Sonntag, 22. Dezember 2019

Astronomischer Adventskalender AAK: Tür 22


 

Teil 22: Wie sehen Außerirdische das Universum?

Vorerst: Es gibt nicht DEN Außerirdischen. Keiner weiß, wie Außerirdische aussehen, denn es kommt vermutlich auf die Umgebung an. Und niemand hat bisher universell Leben definiert, denn alle Definitionen beziehen sich auf irdisches Leben.
Viele Tiere sehen noch andere Farbbereiche außer das "normale" Licht.
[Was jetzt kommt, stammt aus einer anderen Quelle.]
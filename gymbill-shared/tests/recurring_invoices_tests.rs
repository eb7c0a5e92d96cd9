/// Recurring invoice generator tests
///
/// Run with: cargo test --test recurring_invoices_tests

mod common;

use common::{date, dec, Fixture};
use gymbill_shared::billing::{OverdueSweeper, Outcome, RecurringInvoiceGenerator, SkipReason};
use gymbill_shared::calendar::PeriodReference;
use gymbill_shared::models::invoice::InvoiceStatus;
use gymbill_shared::models::membership::Membership;
use gymbill_shared::models::plan::PeriodUnit;
use gymbill_shared::store::memory::Faults;
use gymbill_shared::store::BillingStore;
use std::collections::HashSet;
use uuid::Uuid;

fn generator(fixture: &Fixture) -> RecurringInvoiceGenerator {
    RecurringInvoiceGenerator::new(fixture.store.clone(), fixture.clock.clone())
}

#[tokio::test]
async fn test_generates_invoice_for_next_billing_day() {
    let fixture = Fixture::on(date(2024, 2, 1));
    let plan = fixture.monthly_plan("150.00").await;
    let membership = fixture.membership(&plan, date(2024, 1, 10), 5).await;

    let summary = generator(&fixture).run_today(None).await.unwrap();

    assert_eq!(summary.run_date, date(2024, 2, 1));
    assert_eq!(summary.total_processed, 1);
    assert_eq!(summary.generated, 1);
    assert_eq!(summary.end_date_rollovers, 1);

    let receivables = fixture.store.receivables().await;
    assert_eq!(receivables.len(), 1);
    let invoice = &receivables[0];
    assert_eq!(invoice.due_date, date(2024, 2, 5));
    assert_eq!(invoice.period_reference, PeriodReference::parse("02/2024"));
    assert_eq!(invoice.final_amount, dec("150.00"));
    assert_eq!(invoice.remaining_amount, dec("150.00"));
    assert_eq!(invoice.paid_amount, dec("0"));
    assert_eq!(invoice.status, InvoiceStatus::Pending);
    assert_eq!(invoice.membership_id, Some(membership.id));
    assert_eq!(invoice.category, "membership");

    let rolled = fixture.store.membership(membership.id).await.unwrap();
    assert_eq!(rolled.end_date, date(2024, 2, 10));
}

#[tokio::test]
async fn test_rerun_on_same_day_is_idempotent() {
    let fixture = Fixture::on(date(2024, 2, 1));
    let plan = fixture.monthly_plan("150.00").await;
    let membership = fixture.membership(&plan, date(2024, 1, 10), 5).await;
    let generator = generator(&fixture);

    let first = generator.run_today(None).await.unwrap();
    let second = generator.run_today(None).await.unwrap();

    assert_eq!(first.generated, 1);
    assert_eq!(second.generated, 0);
    assert_eq!(second.already_existed, 1);
    assert_eq!(second.end_date_rollovers, 0);

    let existing_id = fixture.store.receivables().await[0].id;
    assert_eq!(
        second.outcome_for(membership.id),
        Some(&Outcome::AlreadyExisted {
            receivable_id: Some(existing_id),
            period_reference: PeriodReference::from_date(date(2024, 2, 5)),
        })
    );

    // End date rolled once, not twice
    let rolled = fixture.store.membership(membership.id).await.unwrap();
    assert_eq!(rolled.end_date, date(2024, 2, 10));
    assert_eq!(fixture.store.receivables().await.len(), 1);
}

#[tokio::test]
async fn test_passed_billing_day_bills_next_month() {
    let fixture = Fixture::on(date(2024, 2, 20));
    let plan = fixture.monthly_plan("99.90").await;
    fixture.membership(&plan, date(2024, 1, 10), 5).await;

    generator(&fixture).run_today(None).await.unwrap();

    let invoice = &fixture.store.receivables().await[0];
    assert_eq!(invoice.due_date, date(2024, 3, 5));
    assert_eq!(invoice.period_reference.as_ref().map(|p| p.as_str()), Some("03/2024"));
}

#[tokio::test]
async fn test_billing_day_31_clamps_in_short_month() {
    let fixture = Fixture::on(date(2024, 4, 2));
    let plan = fixture.monthly_plan("100.00").await;
    fixture.membership(&plan, date(2024, 1, 31), 31).await;

    generator(&fixture).run_today(None).await.unwrap();

    let invoice = &fixture.store.receivables().await[0];
    assert_eq!(invoice.due_date, date(2024, 4, 30));
}

#[tokio::test]
async fn test_discount_reduces_final_amount() {
    let fixture = Fixture::on(date(2024, 2, 1));
    let plan = fixture.monthly_plan("200.00").await;
    let discount = fixture.percentage_discount("15").await;
    let membership = fixture.membership(&plan, date(2024, 1, 10), 5).await;
    fixture
        .save_membership(Membership {
            discount_id: Some(discount.id),
            ..membership
        })
        .await;

    generator(&fixture).run_today(None).await.unwrap();

    let invoice = &fixture.store.receivables().await[0];
    assert_eq!(invoice.original_amount, dec("200.00"));
    assert_eq!(invoice.discount_amount, dec("30.00"));
    assert_eq!(invoice.final_amount, dec("170.00"));
    assert_eq!(invoice.discount_id, Some(discount.id));
}

#[tokio::test]
async fn test_full_discount_invoice_starts_paid() {
    let fixture = Fixture::on(date(2024, 2, 1));
    let plan = fixture.monthly_plan("100.00").await;
    let discount = fixture.percentage_discount("100").await;
    let membership = fixture.membership(&plan, date(2024, 1, 10), 5).await;
    fixture
        .save_membership(Membership {
            discount_id: Some(discount.id),
            ..membership
        })
        .await;

    let summary = generator(&fixture).run_today(None).await.unwrap();
    assert_eq!(summary.generated, 1);

    let invoice = &fixture.store.receivables().await[0];
    assert_eq!(invoice.discount_amount, dec("100.00"));
    assert_eq!(invoice.final_amount, dec("0.00"));
    assert_eq!(invoice.remaining_amount, dec("0.00"));
    assert_eq!(invoice.status, InvoiceStatus::Paid);
    assert!(invoice.paid_at.is_some());

    // Nothing owed, so the sweep leaves it alone after the due date
    let sweep = OverdueSweeper::new(fixture.store.clone())
        .sweep(date(2024, 2, 10), None)
        .await
        .unwrap();
    assert_eq!(sweep.updated_count, 0);
    assert_eq!(fixture.store.receivables().await[0].status, InvoiceStatus::Paid);
}

#[tokio::test]
async fn test_missing_discount_bills_full_price() {
    let fixture = Fixture::on(date(2024, 2, 1));
    let plan = fixture.monthly_plan("200.00").await;
    let membership = fixture.membership(&plan, date(2024, 1, 10), 5).await;
    fixture
        .save_membership(Membership {
            discount_id: Some(Uuid::new_v4()),
            ..membership
        })
        .await;

    let summary = generator(&fixture).run_today(None).await.unwrap();

    assert_eq!(summary.generated, 1);
    let invoice = &fixture.store.receivables().await[0];
    assert_eq!(invoice.final_amount, dec("200.00"));
    assert_eq!(invoice.discount_id, None);
}

#[tokio::test]
async fn test_membership_starting_next_month_is_skipped() {
    let fixture = Fixture::on(date(2024, 2, 1));
    let plan = fixture.monthly_plan("150.00").await;
    let membership = fixture.membership(&plan, date(2024, 3, 1), 5).await;

    let summary = generator(&fixture).run_today(None).await.unwrap();

    assert_eq!(summary.skipped, 1);
    assert_eq!(
        summary.outcome_for(membership.id),
        Some(&Outcome::Skipped {
            reason: SkipReason::NotStarted
        })
    );
    assert!(fixture.store.receivables().await.is_empty());
}

#[tokio::test]
async fn test_membership_starting_later_this_month_is_billed() {
    let fixture = Fixture::on(date(2024, 2, 1));
    let plan = fixture.monthly_plan("150.00").await;
    fixture.membership(&plan, date(2024, 2, 20), 5).await;

    let summary = generator(&fixture).run_today(None).await.unwrap();

    assert_eq!(summary.generated, 1);
}

#[tokio::test]
async fn test_expired_plan_is_skipped() {
    let fixture = Fixture::on(date(2024, 2, 1));
    let mut plan = fixture.monthly_plan("150.00").await;
    plan.duration_months = Some(3);
    let plan = fixture.save_plan(plan).await;
    let membership = fixture.membership(&plan, date(2023, 6, 1), 5).await;

    let summary = generator(&fixture).run_today(None).await.unwrap();

    assert_eq!(
        summary.outcome_for(membership.id),
        Some(&Outcome::Skipped {
            reason: SkipReason::PlanExpired
        })
    );
    assert!(fixture.store.receivables().await.is_empty());
}

#[tokio::test]
async fn test_quarterly_plan_rolls_end_date_three_months() {
    let fixture = Fixture::on(date(2024, 2, 1));
    let plan = fixture.plan(PeriodUnit::NMonths, 3, "400.00").await;
    let membership = fixture.membership(&plan, date(2024, 1, 31), 5).await;

    generator(&fixture).run_today(None).await.unwrap();

    let rolled = fixture.store.membership(membership.id).await.unwrap();
    assert_eq!(rolled.end_date, date(2024, 4, 30));
}

#[tokio::test]
async fn test_one_failing_membership_does_not_stop_the_batch() {
    let fixture = Fixture::on(date(2024, 2, 1));
    let plan = fixture.monthly_plan("150.00").await;
    let failing = fixture.membership(&plan, date(2024, 1, 10), 5).await;
    let healthy = fixture.membership(&plan, date(2024, 1, 12), 8).await;

    fixture
        .store
        .set_faults(Faults {
            fail_receivable_insert_for: HashSet::from([failing.id]),
            ..Faults::default()
        })
        .await;

    let summary = generator(&fixture).run_today(None).await.unwrap();

    assert_eq!(summary.total_processed, 2);
    assert_eq!(summary.generated, 1);
    assert_eq!(summary.errored, 1);
    assert!(matches!(
        summary.outcome_for(failing.id),
        Some(Outcome::Failed { kind: "database", .. })
    ));
    assert!(matches!(
        summary.outcome_for(healthy.id),
        Some(Outcome::Generated { .. })
    ));

    // The failed membership keeps its end date
    let untouched = fixture.store.membership(failing.id).await.unwrap();
    assert_eq!(untouched.end_date, failing.end_date);
}

#[tokio::test]
async fn test_end_date_failure_keeps_generated_invoice() {
    let fixture = Fixture::on(date(2024, 2, 1));
    let plan = fixture.monthly_plan("150.00").await;
    let membership = fixture.membership(&plan, date(2024, 1, 10), 5).await;

    fixture
        .store
        .set_faults(Faults {
            fail_end_date_update: true,
            ..Faults::default()
        })
        .await;

    let summary = generator(&fixture).run_today(None).await.unwrap();

    assert_eq!(summary.generated, 1);
    assert_eq!(summary.end_date_rollovers, 0);
    assert!(matches!(
        summary.outcome_for(membership.id),
        Some(Outcome::Generated {
            end_date_rolled: false,
            ..
        })
    ));
    assert_eq!(fixture.store.receivables().await.len(), 1);

    let unchanged = fixture.store.membership(membership.id).await.unwrap();
    assert_eq!(unchanged.end_date, date(2024, 1, 10));
}

#[tokio::test]
async fn test_cancelled_invoice_does_not_block_regeneration() {
    let fixture = Fixture::on(date(2024, 2, 1));
    let plan = fixture.monthly_plan("150.00").await;
    fixture.membership(&plan, date(2024, 1, 10), 5).await;
    let generator = generator(&fixture);

    generator.run_today(None).await.unwrap();
    let first = fixture.store.receivables().await[0].clone();
    fixture
        .store
        .cancel_receivable(first.id, fixture.tenant_id)
        .await
        .unwrap();

    let summary = generator.run_today(None).await.unwrap();

    assert_eq!(summary.generated, 1);
    let receivables = fixture.store.receivables().await;
    assert_eq!(receivables.len(), 2);
    assert_eq!(
        receivables
            .iter()
            .filter(|r| r.status == InvoiceStatus::Pending)
            .count(),
        1
    );
}

#[tokio::test]
async fn test_run_can_be_limited_to_one_tenant() {
    let fixture = Fixture::on(date(2024, 2, 1));
    let plan = fixture.monthly_plan("150.00").await;
    fixture.membership(&plan, date(2024, 1, 10), 5).await;

    let other = Fixture {
        store: fixture.store.clone(),
        clock: fixture.clock.clone(),
        tenant_id: Uuid::new_v4(),
    };
    let other_plan = other.monthly_plan("80.00").await;
    other.membership(&other_plan, date(2024, 1, 10), 5).await;

    let summary = generator(&fixture)
        .run_today(Some(fixture.tenant_id))
        .await
        .unwrap();

    assert_eq!(summary.tenant_id, Some(fixture.tenant_id));
    assert_eq!(summary.total_processed, 1);
    let receivables = fixture.store.receivables().await;
    assert_eq!(receivables.len(), 1);
    assert_eq!(receivables[0].tenant_id, fixture.tenant_id);
}

#[tokio::test]
async fn test_summary_serializes_outcomes() {
    let fixture = Fixture::on(date(2024, 2, 1));
    let plan = fixture.monthly_plan("150.00").await;
    fixture.membership(&plan, date(2024, 3, 1), 5).await;

    let summary = generator(&fixture).run_today(None).await.unwrap();
    let json = serde_json::to_value(&summary).unwrap();

    assert_eq!(json["skipped"], 1);
    assert_eq!(json["details"][0]["outcome"], "skipped");
    assert_eq!(json["details"][0]["reason"], "not_started");
}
Meist sehen sie etwas mehr im UV-Bereich, oder im Infrarot-Bereich. 
Könnten Außerirdische das Weltall in Infrarot anschauen, dann würden sie nur noch ganz wenig dunkle Wolken in der Milchstraße sehen. Infrarot kommt durch kosmischen Staub besonders gut durch.
Schaut man mit UV-Sicht in den Himmel, dann sieht man auf der Erde nur einen dunstigen Himmel, da die Atmosphäre den meisten Teil des UV-Lichts nicht durchlässt. Aber ist die Luft im UV-Licht transparenter sieht man besonders heiße Sterne umso heller leuchten.
Mit Gammaaugen zeigt der Mond keine Phasen, weil er dauerhaft Gammastrahlung abgibt, zusätzlich ist er im Gammabereich heller als die Sonne. Außerdem sieht man um einige Galaxien Radioblasen, also Materie, die vermutlich von Gasscheiben um Schwarze Löcher kommen und im Gamma- und Radiobereich besonders hell leuchten.
Auch im Radiowellenbereich sieht man kaum Staub, kann aber sehr ferne Galaxien beobachten. Der Himmel ist deutlich dunkler, weil sehr wenig im Radiobereich leuchtet. Dort sieht man außerdem die Pulsare hell blinken.
Die Milchstraße, so wie sie ist, sieht man nur im sichtbaren Licht. In anderen Wellenlängen sieht man meist nur eine Facette ihrer schönen Gestalt.
Aber Außerirdische werden Augen haben, die ihnen fürs Überleben etwas bringen, vielleicht aber  keine mit denen man das All gut sieht.